Two lines in the data below mark the range: the one with "the step engine." and the one with "pub mod core;". Return both, along with every line between them, exactly.

(Excerpts from a dataset)
──────

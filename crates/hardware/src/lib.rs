//! NeanderWeb-V simulator library.
//!
//! This crate implements an 8-bit accumulator machine extended with a 4-lane
//! vector unit and a pedagogical cache model. It provides the following:
//! 1. **ISA:** The fixed 18-instruction table, decoding, and a disassembler.
//! 2. **Assembler:** Source text to a 256-cell memory image, base conversion, and the program file format.
//! 3. **Memory:** The 256-byte memory with per-cell classification tags.
//! 4. **Core:** AC/PC/VAC registers, single-block instruction and data caches, and the step engine.
//! 5. **Simulation:** The simulator context, file loading, configuration, and statistics.
//!
//! ```
//! use neander_core::{Config, Simulator};
//! use neander_core::common::Base;
//!
//! let mut sim = Simulator::new(&Config::default());
//! let _ = sim.assemble(&["LDA 6", "ADD 7", "HLT", "", "2", "3"], Base::Dec);
//! sim.reset();
//! let report = sim.run();
//! assert_eq!(report.steps, 3);
//! assert_eq!(sim.cpu.regs.ac(), 5);
//! ```

/// Assembler, numeral parser, base conversion, and program file format.
pub mod asm;
/// Common types and constants (numeral base, machine sizes, errors).
pub mod common;
/// Simulator configuration (defaults, JSON loading, validation).
pub mod config;
/// CPU core (registers, caches, step engine).
pub mod core;
/// Instruction set (opcode table, disassembler).
pub mod isa;
/// 256-cell memory with classification tags.
pub mod memory;
/// Simulator context, snapshots, and file loading.
pub mod sim;
/// Simulation statistics collection and reporting.
pub mod stats;

/// Root configuration type; use `Config::default()` or load from JSON.
pub use crate::config::Config;
/// Machine state; holds registers, memory, caches, and stats.
pub use crate::core::Cpu;
/// Top-level simulator context used by drivers.
pub use crate::sim::Simulator;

──────

**Response**
//! 4. **Core:** AC/PC/VAC registers, single-block instruction and data caches, and the step engine.
//! 5. **Simulation:** The simulator context, file loading, configuration, and statistics.
//!
//! ```
//! use neander_core::{Config, Simulator};
//! use neander_core::common::Base;
//!
//! let mut sim = Simulator::new(&Config::default());
//! let _ = sim.assemble(&["LDA 6", "ADD 7", "HLT", "", "2", "3"], Base::Dec);
//! sim.reset();
//! let report = sim.run();
//! assert_eq!(report.steps, 3);
//! assert_eq!(sim.cpu.regs.ac(), 5);
//! ```

/// Assembler, numeral parser, base conversion, and program file format.
pub mod asm;
/// Common types and constants (numeral base, machine sizes, errors).
pub mod common;
/// Simulator configuration (defaults, JSON loading, validation).
pub mod config;
/// CPU core (registers, caches, step engine).
pub mod core;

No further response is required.